A design decision was made to add threading in an implementation independent
fashion. This was achieved by using the standard factory methods which
instantiate an abstract thread manager, which is then implemented by a concrete
class. For the reference implementation it was decided to use the Boost library
rather than native p-threads because Nektar++ already depends on the Boost
libraries, and Boost implements threading in terms of p-threads anyway.
It was decided that the best approach would be to use a thread pool. This
resulted in the abstract classes ThreadManager and ThreadJob. ThreadManager is
a singleton class and provides an interface for the Nektar++ programmer to
start, control, and interact with threads. ThreadJob has only one method, the
virtual method run(). Subclasses of ThreadJob must override run() and provide a
suitable constructor. Instances of these subclasses are then handed to the
ThreadManager which dispatches them to the running threads. Many thousands of
ThreadJobs may be queued up with the ThreadManager and strategies may be
selected by which the running threads take jobs from the queue. Synchronisation
methods are also provided within the ThreadManager such as wait(), which waits
for the thread queue to become empty, and hold(), which pauses a thread that
calls it until all the threads have called hold(). The API was thoroughly
documented in Nektar++’s existing Javadoc style.
Classes were then written for a concrete implementation of ThreadManager using
the Boost library.
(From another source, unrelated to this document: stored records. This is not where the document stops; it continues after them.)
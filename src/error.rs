use std::path::PathBuf;
use thiserror::Error;

/// Errors raised by the segmentation and compositing pipeline
#[derive(Debug, Error)]
pub enum PipelineError {
    /// Weights could not be found, fetched or loaded. Fatal at construction.
    #[error("failed to load model from {path}: {reason}")]
    ModelLoad { path: PathBuf, reason: String },

    /// The underlying model invocation failed for a single frame
    #[error("inference failed: {0}")]
    Inference(String),

    #[error("unknown segmentation backend '{name}' (registered: {registered})")]
    UnknownBackend { name: String, registered: String },

    #[error("unsupported background resize mode '{0}' (expected 'stretch' or 'fill')")]
    UnsupportedResizeMode(String),

    #[error("mask is {mask_width}x{mask_height} but frame is {frame_width}x{frame_height}")]
    MaskSizeMismatch {
        mask_width: u32,
        mask_height: u32,
        frame_width: u32,
        frame_height: u32,
    },

    #[error("failed to read background image {path}: {reason}")]
    BackgroundImage { path: PathBuf, reason: String },
}

impl PipelineError {
    pub(crate) fn model_load(path: impl Into<PathBuf>, reason: impl ToString) -> Self {
        Self::ModelLoad {
            path: path.into(),
            reason: reason.to_string(),
        }
    }

    pub(crate) fn inference(reason: impl ToString) -> Self {
        Self::Inference(reason.to_string())
    }
}

pub type Result<T> = std::result::Result<T, PipelineError>;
Boost has the advantage of being available on all Nektar++’s
supported platforms. It would not be difficult, however, to implement
ThreadManager using some other functionality, such as native p-threads.
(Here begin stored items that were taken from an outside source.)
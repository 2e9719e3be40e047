use super::types::{Detection, Mask, MaskEncoding, Polygon, SegmentationBackend};
use crate::config::DetectorConfig;
use crate::error::Result;
use image::RgbImage;
use imageproc::drawing::draw_polygon_mut;
use imageproc::point::Point;

/// Instance segmentation model producing outlined detections
///
/// Implemented by the ONNX YOLO-seg runner; tests substitute canned output.
pub trait InstanceModel {
    /// Detections in model output order, with polygons in frame coordinates
    fn predict(&mut self, frame: &RgbImage) -> Result<Vec<Detection>>;
}

/// Detector-based strategy: rasterizes the polygon of every accepted
/// detection into the mask.
///
/// Later detections overwrite earlier ones where they overlap.
pub struct DetectorBackend<M> {
    model: M,
    classes: Vec<u32>,
    confidence: f32,
    encoding: MaskEncoding,
}

impl<M: InstanceModel> DetectorBackend<M> {
    pub fn new(model: M, config: &DetectorConfig) -> Self {
        Self {
            model,
            classes: config.classes.clone(),
            confidence: config.confidence,
            encoding: config.encoding,
        }
    }

    fn accepts(&self, detection: &Detection) -> bool {
        detection.confidence >= self.confidence && self.classes.contains(&detection.class_id)
    }
}

impl<M: InstanceModel> SegmentationBackend for DetectorBackend<M> {
    fn segment(&mut self, frame: &RgbImage) -> Result<Mask> {
        let _span = tracing::debug_span!("detector_segment").entered();

        let detections = self.model.predict(frame)?;
        let accepted: Vec<&Polygon> = detections
            .iter()
            .filter(|d| self.accepts(d))
            .map(|d| &d.polygon)
            .collect();

        tracing::debug!(
            "{} of {} detections accepted",
            accepted.len(),
            detections.len()
        );

        let (width, height) = frame.dimensions();
        Ok(rasterize(width, height, accepted, self.encoding))
    }

    fn name(&self) -> &'static str {
        "detector"
    }
}

/// Fill polygons into a fresh mask of the given size, in order.
///
/// Binary masks get 255 for every polygon; categorical masks get
/// `class_id + 1` so that 0 stays "no detection".
pub fn rasterize<'a>(
    width: u32,
    height: u32,
    polygons: impl IntoIterator<Item = &'a Polygon>,
    encoding: MaskEncoding,
) -> Mask {
    let _span = tracing::debug_span!("rasterize").entered();

    let mut mask = Mask::empty(width, height, encoding);
    if width == 0 || height == 0 {
        return mask;
    }

    for polygon in polygons {
        let outline = open_outline(&polygon.points);
        if outline.len() < 3 {
            continue;
        }
        let color = mask.fill_value(polygon.class_id.unwrap_or(0));
        draw_polygon_mut(mask.values_mut(), &outline, color);
    }

    mask
}

/// Drop repeated vertices and the closing vertex; imageproc rejects
/// outlines whose first and last points coincide.
fn open_outline(points: &[Point<i32>]) -> Vec<Point<i32>> {
    let mut outline: Vec<Point<i32>> = Vec::with_capacity(points.len());
    for &point in points {
        if outline.last() != Some(&point) {
            outline.push(point);
        }
    }
    while outline.len() > 1 && outline.first() == outline.last() {
        outline.pop();
    }
    outline
}

#[cfg(test)]
mod tests {
    use super::*;
    use crate::error::PipelineError;

    struct CannedModel(Vec<Detection>);

    impl InstanceModel for CannedModel {
        fn predict(&mut self, _frame: &RgbImage) -> Result<Vec<Detection>> {
            Ok(self.0.clone())
        }
    }

    struct FailingModel;

    impl InstanceModel for FailingModel {
        fn predict(&mut self, _frame: &RgbImage) -> Result<Vec<Detection>> {
            Err(PipelineError::Inference("model crashed".to_string()))
        }
    }

    fn square(x0: i32, y0: i32, x1: i32, y1: i32) -> Vec<Point<i32>> {
        vec![
            Point::new(x0, y0),
            Point::new(x1, y0),
            Point::new(x1, y1),
            Point::new(x0, y1),
        ]
    }

    fn detection(class_id: u32, confidence: f32, points: Vec<Point<i32>>) -> Detection {
        Detection {
            class_id,
            confidence,
            polygon: Polygon::new(points, Some(class_id)),
        }
    }

    fn config(classes: Vec<u32>, encoding: MaskEncoding) -> DetectorConfig {
        DetectorConfig {
            classes,
            encoding,
            ..Default::default()
        }
    }

    #[test]
    fn no_detections_yield_empty_mask() {
        let mut backend = DetectorBackend::new(
            CannedModel(Vec::new()),
            &config(vec![0], MaskEncoding::Binary),
        );
        for (width, height) in [(1, 1), (7, 3), (32, 17)] {
            let mask = backend.segment(&RgbImage::new(width, height)).unwrap();
            assert_eq!(mask.dimensions(), (width, height));
            assert_eq!(mask.foreground_count(), 0);
        }
    }

    #[test]
    fn accepted_polygon_is_filled_with_255() {
        let mut backend = DetectorBackend::new(
            CannedModel(vec![detection(0, 0.9, square(1, 1, 4, 4))]),
            &config(vec![0], MaskEncoding::Binary),
        );
        let mask = backend.segment(&RgbImage::new(8, 8)).unwrap();

        assert_eq!(mask.dimensions(), (8, 8));
        assert_eq!(mask.value(2, 2), 255);
        assert_eq!(mask.value(1, 1), 255);
        assert_eq!(mask.value(0, 0), 0);
        assert_eq!(mask.value(6, 6), 0);
    }

    #[test]
    fn filters_by_confidence_and_class() {
        let detections = vec![
            detection(0, 0.1, square(0, 0, 3, 3)),
            detection(2, 0.9, square(4, 4, 7, 7)),
        ];
        let mut backend = DetectorBackend::new(
            CannedModel(detections),
            &config(vec![0], MaskEncoding::Binary),
        );
        let mask = backend.segment(&RgbImage::new(8, 8)).unwrap();
        assert_eq!(mask.foreground_count(), 0);
    }

    #[test]
    fn categorical_overlap_is_last_write_wins() {
        let detections = vec![
            detection(0, 0.9, square(0, 0, 5, 5)),
            detection(2, 0.8, square(3, 3, 7, 7)),
        ];
        let mut backend = DetectorBackend::new(
            CannedModel(detections),
            &config(vec![0, 2], MaskEncoding::Categorical),
        );
        let mask = backend.segment(&RgbImage::new(8, 8)).unwrap();

        assert_eq!(mask.encoding(), MaskEncoding::Categorical);
        assert_eq!(mask.value(1, 1), 1);
        assert_eq!(mask.value(4, 4), 3);
        assert_eq!(mask.value(6, 6), 3);
    }

    #[test]
    fn polygons_outside_the_frame_are_clipped() {
        let mut backend = DetectorBackend::new(
            CannedModel(vec![detection(0, 0.9, square(-10, -10, 100, 100))]),
            &config(vec![0], MaskEncoding::Binary),
        );
        let mask = backend.segment(&RgbImage::new(5, 4)).unwrap();
        assert_eq!(mask.dimensions(), (5, 4));
        assert_eq!(mask.foreground_count(), 20);
    }

    #[test]
    fn closed_and_degenerate_outlines_are_handled() {
        let mut closed = square(1, 1, 3, 3);
        closed.push(Point::new(1, 1));
        let degenerate = vec![Point::new(0, 0), Point::new(0, 0), Point::new(5, 5)];

        let polygons = [
            Polygon::new(degenerate, None),
            Polygon::new(closed, None),
        ];
        let mask = rasterize(6, 6, &polygons, MaskEncoding::Binary);
        assert_eq!(mask.value(2, 2), 255);
        assert_eq!(mask.value(5, 5), 0);
    }

    #[test]
    fn inference_errors_propagate() {
        let mut backend =
            DetectorBackend::new(FailingModel, &config(vec![0], MaskEncoding::Binary));
        let err = backend.segment(&RgbImage::new(2, 2)).unwrap_err();
        assert!(matches!(err, PipelineError::Inference(_)));
    }
}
Two approaches to utilising these thread classes were then investigated. The
bottom-up approach identifies likely regions of the code for parallelisation,
usually loops around a simple and independent operation. The top-down approach
seeks to run as much of the code as is possible within a threaded environment.
The former approach was investigated first due to its ease of implementation.
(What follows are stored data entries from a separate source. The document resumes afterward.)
use image::{imageops, GrayImage, RgbImage};
use ndarray::Array4;

/// Tensor layout a model expects its image input in
#[derive(Debug, Clone, Copy, PartialEq, Eq)]
pub enum TensorLayout {
    /// [1, 3, H, W]
    Nchw,
    /// [1, H, W, 3]
    Nhwc,
}

/// Converts RGB frames into normalized model input tensors
pub struct Preprocessor {
    target_width: u32,
    target_height: u32,
    layout: TensorLayout,
}

impl Preprocessor {
    pub fn new(target_width: u32, target_height: u32, layout: TensorLayout) -> Self {
        Self {
            target_width,
            target_height,
            layout,
        }
    }

    /// (width, height) of the produced tensor
    pub fn target_size(&self) -> (u32, u32) {
        (self.target_width, self.target_height)
    }

    /// Resize to the target size (no letterboxing), scale to [0, 1] and lay
    /// out channels according to the configured layout
    pub fn preprocess(&self, image: &RgbImage) -> Array4<f32> {
        let _span = tracing::debug_span!("preprocess").entered();

        let resized = if image.dimensions() != (self.target_width, self.target_height) {
            imageops::resize(
                image,
                self.target_width,
                self.target_height,
                imageops::FilterType::Triangle,
            )
        } else {
            image.clone()
        };

        let (width, height) = resized.dimensions();
        let (h, w) = (height as usize, width as usize);
        let mut tensor = match self.layout {
            TensorLayout::Nchw => Array4::<f32>::zeros((1, 3, h, w)),
            TensorLayout::Nhwc => Array4::<f32>::zeros((1, h, w, 3)),
        };

        for (x, y, pixel) in resized.enumerate_pixels() {
            let (x, y) = (x as usize, y as usize);
            for c in 0..3 {
                let value = pixel[c] as f32 / 255.0;
                match self.layout {
                    TensorLayout::Nchw => tensor[[0, c, y, x]] = value,
                    TensorLayout::Nhwc => tensor[[0, y, x, c]] = value,
                }
            }
        }

        tensor
    }

    /// Resize a category map back to frame dimensions.
    ///
    /// Nearest-neighbour sampling keeps class ids intact.
    pub fn postprocess_categories(
        categories: GrayImage,
        target_width: u32,
        target_height: u32,
    ) -> GrayImage {
        let _span = tracing::debug_span!("postprocess").entered();

        if categories.dimensions() == (target_width, target_height) {
            return categories;
        }

        imageops::resize(
            &categories,
            target_width,
            target_height,
            imageops::FilterType::Nearest,
        )
    }
}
The operation chosen was the multiplication of a very large sparse block
diagonal matrix with a vector, where the matrix is stored as its many smaller
sub matrices. The original algorithm iterated over the sub matrices multiplying
each by the vector and accumulating the result. The new parallel algorithm
sends ThreadJobs consisting of batches of sub matrices to the thread pool. The
worker threads pick up the ThreadJobs and iterate over the sub matrices in the
job accumulating the result in a thread specific result vector. This latter
detail helps to avoid the problem of cache ping-pong which is where multiple
threads try to write to the same memory location, repeatedly invalidating one
another's caches.
Clearly this approach will work best when the sub matrices are large and there
are many of them . However, even for test cases that would be considered large
it became clear that the code was still spending too much time in its scalar
regions.
This led to the investigation of the top-down approach. Here the intent is to
run as much of the code as possible in multiple threads. This is a much more
complicated approach as it requires that the overall problem can be partitioned
suitably, that a mechanism be available to exchange data between the threads,
and that any code using shared resources be thread safe. As Nektar++ already
has MPI parallelism the first two requirements (data partitioning and exchange)
are already largely met. However since MPI parallelism is implemented by having
multiple independent processes that do not share memory space, global data in
the Nektar++ code, such as class static members or singleton instances, are now
vulnerable to change by all the threads running in a process.
To Nektar++’s communication class, Comm, was added a new class, ThreadedComm.
This class encapsulates a Comm object and provides extra functionality without
altering the API of Comm (this is the Decorator pattern). To the rest of the
Nektar++ library this Comm object behaves the same whether it is a purely MPI
Comm object or a hybrid threading plus MPI object. The existing data
partitioning code can be used with very little modification and the parts of the
Nektar++ library that exchange data are unchanged. When a call is made to
exchange data with other workers ThreadedComm first has the master thread on
each process (i.e. the first thread) use the encapsulated Comm object (typically
an MPI object) to exchange the necessary data between the other processes, and
then exchanges data with the local threads using direct memory to memory copies.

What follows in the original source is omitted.